Task details
Give back the full data, retyped precisely.

(Stored data entries)
* * * *
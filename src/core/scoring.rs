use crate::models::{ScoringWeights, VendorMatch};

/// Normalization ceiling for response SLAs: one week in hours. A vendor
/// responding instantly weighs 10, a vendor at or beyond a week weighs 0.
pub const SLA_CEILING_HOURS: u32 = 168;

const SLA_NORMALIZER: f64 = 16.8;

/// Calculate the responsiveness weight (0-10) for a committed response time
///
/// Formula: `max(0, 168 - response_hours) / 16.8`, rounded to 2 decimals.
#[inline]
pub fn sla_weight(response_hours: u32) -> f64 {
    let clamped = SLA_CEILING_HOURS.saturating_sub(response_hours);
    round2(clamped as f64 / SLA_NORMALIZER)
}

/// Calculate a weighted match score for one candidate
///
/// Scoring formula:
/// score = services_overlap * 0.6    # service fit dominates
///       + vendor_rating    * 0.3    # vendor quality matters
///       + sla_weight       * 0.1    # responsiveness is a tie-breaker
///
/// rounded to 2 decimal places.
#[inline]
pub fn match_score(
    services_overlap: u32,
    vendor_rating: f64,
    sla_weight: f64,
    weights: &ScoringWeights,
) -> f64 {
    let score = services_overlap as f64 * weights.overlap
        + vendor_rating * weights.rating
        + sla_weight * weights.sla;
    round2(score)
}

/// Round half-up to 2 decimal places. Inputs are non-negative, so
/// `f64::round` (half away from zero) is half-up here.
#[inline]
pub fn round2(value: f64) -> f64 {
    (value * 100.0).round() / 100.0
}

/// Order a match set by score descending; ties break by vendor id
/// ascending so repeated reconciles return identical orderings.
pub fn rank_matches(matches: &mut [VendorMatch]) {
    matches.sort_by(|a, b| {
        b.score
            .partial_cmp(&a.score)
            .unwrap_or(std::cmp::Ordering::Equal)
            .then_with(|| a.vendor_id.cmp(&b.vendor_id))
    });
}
* * * *
Response
filename src/core/scoring.rs
use crate::models::{ScoringWeights, VendorMatch};

/// Normalization ceiling for response SLAs: one week in hours. A vendor
/// responding instantly weighs 10, a vendor at or beyond a week weighs 0.
pub const SLA_CEILING_HOURS: u32 = 168;

const SLA_NORMALIZER: f64 = 16.8;

/// Calculate the responsiveness weight (0-10) for a committed response time
///
/// Formula: `max(0, 168 - response_hours) / 16.8`, rounded to 2 decimals.
#[inline]
pub fn sla_weight(response_hours: u32) -> f64 {
    let clamped = SLA_CEILING_HOURS.saturating_sub(response_hours);
    round2(clamped as f64 / SLA_NORMALIZER)
}

/// Calculate a weighted match score for one candidate
///
/// Scoring formula:
/// score = services_overlap * 0.6    # service fit dominates
///       + vendor_rating    * 0.3    # vendor quality matters
///       + sla_weight       * 0.1    # responsiveness is a tie-breaker
///
/// rounded to 2 decimal places.
#[inline]
pub fn match_score(
    services_overlap: u32,
    vendor_rating: f64,
    sla_weight: f64,
    weights: &ScoringWeights,
) -> f64 {
    let score = services_overlap as f64 * weights.overlap
        + vendor_rating * weights.rating
        + sla_weight * weights.sla;
    round2(score)
}

/// Round half-up to 2 decimal places. Inputs are non-negative, so
/// `f64::round` (half away from zero) is half-up here.
#[inline]
pub fn round2(value: f64) -> f64 {
    (value * 100.0).round() / 100.0
}

/// Order a match set by score descending; ties break by vendor id
/// ascending so repeated reconciles return identical orderings.
pub fn rank_matches(matches: &mut [VendorMatch]) {
    matches.sort_by(|a, b| {
        b.score
            .partial_cmp(&a.score)
            .unwrap_or(std::cmp::Ordering::Equal)
            .then_with(|| a.vendor_id.cmp(&b.vendor_id))
    });
}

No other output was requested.